Most notably, there was a 40-fold increase in antibody titers against the Omicron BA.1 variant. Compared to the booster vaccine based on the original parent COVID-19 virus, the Sanofi-GSK booster candidate elicited double the number of neutralizing antibodies against Omicron BA.1 and BA.2.
In the 13000-sibject study cohort, the booster demonstrated 72% efficacy against Omicron. In participants who previously had contracted and recovered from a COVID-19 infection, the efficacy against symptomatic Omicron infection rose to 93.2%.

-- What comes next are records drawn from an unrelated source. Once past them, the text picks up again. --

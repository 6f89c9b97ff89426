//! Socket transport behind the connection supervisor.
//!
//! A transport turns an endpoint URL into a pair of text-frame channels.
//! Resolving `open` is the "open" event; the inbound channel ending is the
//! "close" event. Dropping every outbound sender closes the socket.

use async_trait::async_trait;
use futures_util::{SinkExt, StreamExt};
use tokio::sync::mpsc;
use tokio_tungstenite::connect_async;
use tokio_tungstenite::tungstenite::protocol::Message;
use tracing::{debug, warn};
use url::Url;

use super::error::RconError;

/// An open socket, seen as two text-frame channels.
#[derive(Debug)]
pub struct TransportLink {
    /// Frames to send to the server.
    pub outbound: mpsc::UnboundedSender<String>,
    /// Frames received from the server. Ends when the socket closes.
    pub inbound: mpsc::UnboundedReceiver<String>,
}

/// Trait for opening a persistent socket.
///
/// This trait abstracts the socket layer to enable:
/// - Dependency injection for testing with in-memory transports
/// - Running the client over something other than a WebSocket
#[async_trait]
pub trait Transport: Send + Sync + 'static {
    /// Open a socket to `url`, resolving once it is ready for frames.
    async fn open(&self, url: &Url) -> Result<TransportLink, RconError>;
}

/// WebSocket transport using tokio-tungstenite.
#[derive(Debug, Default, Clone)]
pub struct WebSocketTransport;

#[async_trait]
impl Transport for WebSocketTransport {
    async fn open(&self, url: &Url) -> Result<TransportLink, RconError> {
        let (stream, _response) = connect_async(url.as_str()).await?;
        let (mut write, mut read) = stream.split();

        let (outbound_tx, mut outbound_rx) = mpsc::unbounded_channel::<String>();
        let (inbound_tx, inbound_rx) = mpsc::unbounded_channel::<String>();

        // Writer: runs until every outbound sender is dropped
        tokio::spawn(async move {
            while let Some(frame) = outbound_rx.recv().await {
                if let Err(e) = write.send(Message::Text(frame)).await {
                    warn!(error = %e, "WebSocket send failed");
                    return;
                }
            }
            let _ = write.send(Message::Close(None)).await;
            debug!("WebSocket writer finished");
        });

        // Reader: runs until the socket closes or the receiver is dropped
        tokio::spawn(async move {
            while let Some(message) = read.next().await {
                let text = match message {
                    Ok(Message::Text(text)) => text,
                    Ok(Message::Binary(bytes)) => match String::from_utf8(bytes) {
                        Ok(text) => text,
                        Err(_) => {
                            warn!("Ignoring non-UTF-8 binary frame");
                            continue;
                        }
                    },
                    Ok(Message::Close(frame)) => {
                        debug!(?frame, "WebSocket closed by server");
                        break;
                    }
                    Ok(_) => continue,
                    Err(e) => {
                        warn!(error = %e, "WebSocket read failed");
                        break;
                    }
                };

                if inbound_tx.send(text).is_err() {
                    break;
                }
            }
            debug!("WebSocket reader finished");
        });

        Ok(TransportLink {
            outbound: outbound_tx,
            inbound: inbound_rx,
        })
    }
}
pub mod canonical;
pub mod extract;
pub mod similarity;

pub use canonical::{canonicalize, normalize_tokens, stem};
pub use extract::{CuePattern, ExtractionConfig, PhraseExtractor};
pub use similarity::{dice, jaro, jaro_winkler, phrase_similarity};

Pfizer-BioNTech is developing monovalent and bivalent Omicron-adapted mRNA vaccines. Pfizer-BioNTech and Moderna had both yet to produce efficacy data for their Omicron booster candidates. However, today, Pfizer-BioNTech shared results suggesting their Omicron-adapted monovalent booster elicited neutralizing geometric titers 13.5 (at 30 µg) and 19.6-fold (at 60 µg) higher than their original COVID-19 vaccine. Their bivalent booster candidate exhibited 9.1 (at 30 µg) and 10.9-fold (at 60 µg) increased antibody responses against Omicron.
“The data show the ability of our monovalent and bivalent Omicron-adapted vaccine candidates to significantly improve variant-specific antibody neutralization responses,” said Ugur Sahin, MD, the CEO and cofounder of BioNTech. “Omicron has newly evolving sublineages that have outcompeted BA.1 and exhibit a trend of increasing potential for immune escape. We will therefore remain vigilant and are prepared to rapidly adapt our Omicron-adapted vaccine candidates to emerging sublineages if epidemiological and laboratory data suggest.”

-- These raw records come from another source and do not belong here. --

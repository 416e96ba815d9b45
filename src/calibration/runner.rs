use serde::{Deserialize, Serialize};

use crate::text::phrase_similarity;

/// A hand-labelled pair of problem phrases.
#[derive(Debug, Clone, Serialize, Deserialize)]
pub struct ThresholdSample {
    pub left: String,
    pub right: String,
    pub same_theme: bool,
}

impl ThresholdSample {
    pub fn similarity(&self) -> f64 {
        phrase_similarity(&self.left.to_lowercase(), &self.right.to_lowercase())
    }
}

#[derive(Debug, Clone, Serialize, Deserialize, Default)]
pub struct CalibrationMetrics {
    pub threshold: f64,
    pub precision: f64,
    pub recall: f64,
    pub f1: f64,
    pub accuracy: f64,
    pub sample_count: usize,
}

pub struct CalibrationRunner {
    pub samples: Vec<ThresholdSample>,
}

impl CalibrationRunner {
    pub fn new(samples: Vec<ThresholdSample>) -> Self {
        Self { samples }
    }

    /// Scores the merge rule at `threshold`: a pair is predicted to merge when
    /// its similarity reaches the threshold.
    pub fn evaluate(&self, threshold: f64) -> CalibrationMetrics {
        if self.samples.is_empty() {
            return CalibrationMetrics {
                threshold,
                ..CalibrationMetrics::default()
            };
        }

        let mut true_positive = 0usize;
        let mut false_positive = 0usize;
        let mut false_negative = 0usize;
        let mut correct = 0usize;

        for sample in &self.samples {
            let predicted = sample.similarity() >= threshold;
            match (predicted, sample.same_theme) {
                (true, true) => true_positive += 1,
                (true, false) => false_positive += 1,
                (false, true) => false_negative += 1,
                (false, false) => {}
            }
            if predicted == sample.same_theme {
                correct += 1;
            }
        }

        let precision = ratio(true_positive, true_positive + false_positive);
        let recall = ratio(true_positive, true_positive + false_negative);
        let f1 = if precision + recall <= 0.0 {
            0.0
        } else {
            2.0 * precision * recall / (precision + recall)
        };

        CalibrationMetrics {
            threshold,
            precision,
            recall,
            f1,
            accuracy: ratio(correct, self.samples.len()),
            sample_count: self.samples.len(),
        }
    }

    pub fn sweep(&self, thresholds: &[f64]) -> Vec<CalibrationMetrics> {
        thresholds
            .iter()
            .map(|threshold| self.evaluate(*threshold))
            .collect()
    }

    /// Highest F1 over `thresholds`; on a tie the later threshold wins.
    pub fn best_threshold(&self, thresholds: &[f64]) -> Option<CalibrationMetrics> {
        let mut best: Option<CalibrationMetrics> = None;
        for metrics in self.sweep(thresholds) {
            if best.as_ref().map_or(true, |current| metrics.f1 >= current.f1) {
                best = Some(metrics);
            }
        }
        best
    }
}

fn ratio(numerator: usize, denominator: usize) -> f64 {
    if denominator == 0 {
        0.0
    } else {
        numerator as f64 / denominator as f64
    }
}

Pfizer-BioNTech said laboratory studies of the booster candidates had safety and tolerability profiles comparable to that of the original Pfizer-BioNTech. The Omicron-specific boosters neutralized the BA.4 and BA.5 variants to a slightly lesser extent than they did BA.1.
Finally, Moderna announced new clinical data for its bivalent Omicron booster candidate, mRNA-1273.214. Among study participants who were previously vaccinated and boosted, a 50 µg booster dose of mRNA-1273.214 generated potent neutralizing antibody responses against Omicron subvariants BA.4 and BA.5 in all participants, regardless of prior infection status.
mRNA-1273.214 boosted antibody titers against BA.4/BA.5 5.4-fold above baseline in all participants, and 6.3-fold in seronegative participants. At 1 month after recieiving the booster candidate, neutralizing geometric mean titers against the BA.4 and BA.5 subvariants were 941 in all participants, and 727 in seronegative participants.
“In the face of SARS-CoV-2's continued evolution, we are very encouraged that mRNA-1273.214, our lead booster candidate for the fall, has shown high neutralizing titers against the BA.4 and BA.5 subvariants, which represent an emergent threat to global public health,” said Stéphane Bancel, the CEO of Moderna. “We will submit these data to regulators urgently and are preparing to supply our next generation bivalent booster starting in August, ahead of a potential rise in SARS-CoV-2 infections due to Omicron subvariants in the early fall.”